But the thought of him no sooner crossed the Squire's mind than he dismissed it. Or rather it survived far within, as a volcanic force, from which the outer froth and ferment drew half its strength. He was being forcibly dispossessed of Desmond, just as he was being forcibly dispossessed of his farms and his park; or of his money, swallowed up in monstrous income tax.

Ah, there were Dodge and Perley, the two park-keepers, one of whom lived in the White Lodge, now only a hundred yards away. Another man who was standing by them, near the park wall, looked to the Squire like Gregson, his ejected farmer. And who was that black-coated fellow coming through the small wicket-gate beside the big one? What the devil was he doing in the park? There was a permanent grievance in the Squire's mind against the various rights-of-way through his estate. Why shouldn't he be at liberty to shut out that man if he wanted to? Of course by the mere locking and barricading of the gates, as they would be locked and barricaded on the morrow, he was flouting the law. But that was a trifle. The gates were his own anyway.

The black-coated man, however, instead of proceeding along the road, had now approached the group of men standing under the wall, and was talking with them. They themselves did not seem to be doing anything, although a large coil of barbed wire and a number of hurdles lay near them.

'Hullo, Dodge!'

At the Squire's voice the black-coated man withdrew a little distance to the roadway, where he stood watching. Of the three others the two old fellows, ex-keepers both of them, stood sheepishly silent, as the Squire neared them.

'Well, my men, good-morning! What have you done?' said the Squire peremptorily.

Dodge looked up.

'We've put a bit of wire on the gate, Squoire, an' fastened the latch of it up—and we've put a length or two along the top of the wall,' said the old man slowly—'an' then—' He paused.

'Then what?—what about the hurdles? I expected to find them all up by now!'

Dodge looked at Perley. And Perley, a gaunt, ugly fellow, who had been a famous hunter and trapper in his day, took off his hat and mopped his brow, before he said, in a small, cautious voice, entirely out of keeping with the rest of him:

'The treuth on it is, Squoire, we don't loike the job. We be afeard of their havin' the law on us.'

'Oh, you're afraid, are you?' said the Squire angrily. 'You won't stand up for your rights, anyway!'

Perley looked at his employer a little askance.

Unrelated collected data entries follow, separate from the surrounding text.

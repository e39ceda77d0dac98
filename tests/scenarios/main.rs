//! Scenario-based tests for stepwire

#[path = "../helpers.rs"]
mod helpers;

mod memoization;
mod network_graph;
mod partial_failure;
mod snapshots;
mod topic_modeling;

'They're not our rights, if you please, Muster Mannering. We don't have nothing to say to 'un.'

'They are your rights, you foolish fellow! If this abominable Government tramples on me to-day, it'll trample on you to-morrow.'

'Mebbe, Squoire, mebbe,' said Perley mildly. 'But Dodge and I don't feel loike standing up to 'un. We was engaged to mind the roads an' the leaves, an' a bit rabbitin', an' sich like. But this sort of job is somethin' out o' the common, Muster Mannering. We don't hold wi' it. The County they've got a powerful big road-engine, Squoire. They'll charge them gates to-morrow—there 'll be a terr'ble to do. My wife, she's frightened to death. She's got a cart from Laycocks, and she's takin' all our bit things over to her mother's. She won't stay, she says, to be blowed up, not for no one. Them Governments is terr'ble powerful, Squoire. If they was to loose a bit o' gas on us—or some o' they stuffs they put into shells? Noa, Noa, Squoire'—Perley shook his head resolutely, imitated exactly by Dodge—'we'll do our dooty in them things we was engaged to do. But we're not foightin' men!'

'You needn't tell me that!' said the Squire, exasperated. 'The look of you's enough. So you refuse to barricade those gates?'

'Well, we do, Squoire,' said Perley, in a tone of forced cheerfulness.

'Yes, we do,' said Dodge slowly, copying the manner of his leader.

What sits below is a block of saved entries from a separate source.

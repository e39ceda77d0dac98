//! Test: Snapshots - save, list and reload workflows

use crate::helpers::*;
use std::sync::Arc;
use stepwire::core::{InputValue, StepStatus, Value};
use stepwire::persistence::{InMemorySnapshotStore, SnapshotStore};
use stepwire::{Workflow, WorkflowError};

async fn saved_chain(store: Arc<dyn SnapshotStore>) -> Workflow {
    let (registry, _) = registry_with_mocks();
    let mut workflow = Workflow::create("sums", "Running sums", false, registry, store)
        .await
        .unwrap();
    workflow.add_step("math.add", "x", None).unwrap();
    workflow.add_step("math.add", "y", None).unwrap();
    workflow.connect_fields("y.a", "x.sum").unwrap();
    workflow.set_input_alias("x.a", "start").unwrap();
    workflow.set_output_alias("y.sum", "total").unwrap();
    workflow.set_input("start", Some(Value::Integer(4))).unwrap();
    workflow.set_input("y.b", Some(Value::Integer(3))).unwrap();
    workflow.process_steps().await.unwrap();
    workflow
}

async fn check_round_trip(store: Arc<dyn SnapshotStore>) {
    let mut workflow = saved_chain(store.clone()).await;
    let saved = workflow.snapshot(true).await.unwrap();
    assert_eq!(saved.version, 1);
    assert_eq!(saved.outputs.get("total"), Some(&Value::Integer(7)));
    assert_eq!(store.list().await.unwrap(), vec!["sums"]);

    let (registry, calls) = registry_with_mocks();
    let mut loaded = Workflow::load("sums", registry, store.clone()).await.unwrap();
    assert_eq!(loaded.doc(), "Running sums");
    assert_eq!(loaded.pipeline().structure(), saved.structure);
    assert_eq!(loaded.inputs(), &saved.inputs);
    assert_eq!(
        loaded.inputs().values().filter(|v| matches!(v, InputValue::Value(_))).count(),
        2
    );

    // Results are not persisted; the reloaded workflow recomputes them
    assert_step_status(&loaded, "x", StepStatus::Ready);
    assert_step_status(&loaded, "y", StepStatus::Pending);
    loaded.process_steps().await.unwrap();
    assert_eq!(call_count(&calls), 2);
    assert_eq!(loaded.current_output_values(), saved.outputs);
}

#[tokio::test]
async fn test_in_memory_round_trip() {
    check_round_trip(Arc::new(InMemorySnapshotStore::new())).await;
}

#[cfg(feature = "sqlite")]
#[tokio::test]
async fn test_sqlite_round_trip() {
    use stepwire::persistence::SqliteSnapshotStore;

    let store = SqliteSnapshotStore::new(":memory:").await.unwrap();
    check_round_trip(Arc::new(store)).await;
}

/// Non-finite floats in inputs and outputs survive a save and reload
async fn check_non_finite_round_trip(store: Arc<dyn SnapshotStore>) {
    let (registry, _) = registry_with_mocks();
    let mut workflow = Workflow::create("halves", "", false, registry, store.clone())
        .await
        .unwrap();
    workflow.add_step("math.half", "big", None).unwrap();
    workflow.add_step("math.half", "odd", None).unwrap();
    workflow.set_output_alias("big.half", "big_half").unwrap();
    workflow.set_output_alias("odd.half", "odd_half").unwrap();
    workflow.set_input("big.x", Some(Value::Float(f64::NEG_INFINITY))).unwrap();
    workflow.set_input("odd.x", Some(Value::Float(f64::NAN))).unwrap();
    workflow.process_steps().await.unwrap();
    let saved = workflow.snapshot(true).await.unwrap();

    let state = store.load("halves").await.unwrap();
    assert!(state.outputs["big_half"].same_as(&Value::Float(f64::NEG_INFINITY)));
    assert!(state.outputs["odd_half"].same_as(&Value::Float(f64::NAN)));

    let (registry, _) = registry_with_mocks();
    let mut loaded = Workflow::load("halves", registry, store).await.unwrap();
    loaded.process_steps().await.unwrap();
    let outputs = loaded.current_output_values();
    assert!(outputs["big_half"].same_as(&saved.outputs["big_half"]));
    assert!(outputs["odd_half"].same_as(&saved.outputs["odd_half"]));
}

#[tokio::test]
async fn test_in_memory_non_finite_floats() {
    check_non_finite_round_trip(Arc::new(InMemorySnapshotStore::new())).await;
}

#[cfg(feature = "sqlite")]
#[tokio::test]
async fn test_sqlite_non_finite_floats() {
    use stepwire::persistence::SqliteSnapshotStore;

    let store = SqliteSnapshotStore::new(":memory:").await.unwrap();
    check_non_finite_round_trip(Arc::new(store)).await;
}

/// A database file outlives the store that wrote it
#[cfg(feature = "sqlite")]
#[tokio::test]
async fn test_sqlite_file_reopen() {
    use stepwire::persistence::SqliteSnapshotStore;

    let dir = temp_dir("sqlite");
    let path = dir.join("snapshots.db");

    {
        let store: Arc<dyn SnapshotStore> = Arc::new(SqliteSnapshotStore::open(&path).await.unwrap());
        let mut workflow = saved_chain(store).await;
        workflow.snapshot(true).await.unwrap();
    }
    assert!(path.exists());

    let store: Arc<dyn SnapshotStore> = Arc::new(SqliteSnapshotStore::open(&path).await.unwrap());
    assert_eq!(store.list().await.unwrap(), vec!["sums"]);

    let (registry, _) = registry_with_mocks();
    let mut loaded = Workflow::load("sums", registry, store).await.unwrap();
    assert_eq!(loaded.doc(), "Running sums");
    assert_eq!(
        loaded.inputs().values().filter(|v| matches!(v, InputValue::Value(_))).count(),
        2
    );
    loaded.process_steps().await.unwrap();
    assert_eq!(loaded.current_output_values().get("total"), Some(&Value::Integer(7)));

    drop(loaded);
    std::fs::remove_dir_all(dir).ok();
}

#[tokio::test]
async fn test_alias_conflicts() {
    let store: Arc<dyn SnapshotStore> = Arc::new(InMemorySnapshotStore::new());
    let mut workflow = saved_chain(store.clone()).await;
    workflow.snapshot(true).await.unwrap();

    let (registry, _) = registry_with_mocks();
    let err = Workflow::create("sums", "", false, registry.clone(), store.clone())
        .await
        .unwrap_err();
    assert!(matches!(err, WorkflowError::AliasExists(_)));

    let replacement = Workflow::create("sums", "", true, registry, store).await.unwrap();
    assert!(replacement.pipeline().is_empty());
}

#[tokio::test]
async fn test_snapshot_history() {
    let store: Arc<dyn SnapshotStore> = Arc::new(InMemorySnapshotStore::new());
    let mut workflow = saved_chain(store.clone()).await;

    let first = workflow.snapshot(false).await.unwrap();
    workflow.set_input("start", Some(Value::Integer(10))).unwrap();
    let second = workflow.snapshot(false).await.unwrap();

    assert_eq!((first.version, second.version), (1, 2));
    assert_ne!(first.id, second.id);
    assert_eq!(first.count(StepStatus::Resolved), 2);
    assert_eq!(second.count(StepStatus::Resolved), 0);
    assert_eq!(workflow.history().len(), 3);

    // Nothing was saved
    assert!(!store.contains("sums").await.unwrap());
    assert!(matches!(
        Workflow::load("sums", registry_with_mocks().0, store).await.unwrap_err(),
        WorkflowError::Store(_)
    ));
}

All this time Gregson had been standing a little apart from the rest. His face showed traces of recent drinking, his hands wandered restlessly from his coat-collar to his pockets, his clothes were shabby and torn. But when the Squire looked round him, as though invoking some one or something to aid him against these deserters, Gregson came forward.

'If you want any help, Mr. Mannering, I'm your man. I suppose these fellows'll lend a hand with carrying these things up to the gates. They'll not risk their precious skins much by doing that!'

Perley and Dodge replied with alacrity that so far they would gladly oblige the Squire, and they began to shoulder the hurdles.

It was at that moment that the Squire caught the eye of the black-coated man, who had been observing the whole proceedings from about ten yards off. The expression of the eye roused in Mannering an itching desire to lay immediate hands on its possessor. He strode up to him.

'I don't know, sir, why you stand there, looking on at things that are no business of yours,' he said angrily. 'If you want to know your way anywhere, one of my men here will show you.'

'Oh, thank you,' said the other tranquilly. 'I know my way perfectly.' He held up an ordnance map, which he carried in his hand. 'I'm an engineer. I come from London, and I'm bound for a job at Crewe. But I'm very fond of country walking when the weather's good. I've walked about a good bit of England, in my time, but this part is a bit I don't know. So, as I had two days' holiday, I thought I'd have a look at your place on the road. And as you are aware, Mr. Mannering'—he pointed to the map—'this is a right-of-way, and you can't turn me out.'

'All the same, sir, you are on my property,' said the Squire hotly, 'and a right-of-way only means a right of passing through. I should be much obliged if you would hurry yourself a little.'

The other laughed. He was a slim fellow, apparently about thirty, in a fresh, well-cut, serge suit. A book was sticking out of one pocket; he returned the map to the other. He had the sallow look of one who has spent years in hot workshops, and a slight curvature of the spine; but his eyes were singularly, audaciously bright, and all his movements alert and decided.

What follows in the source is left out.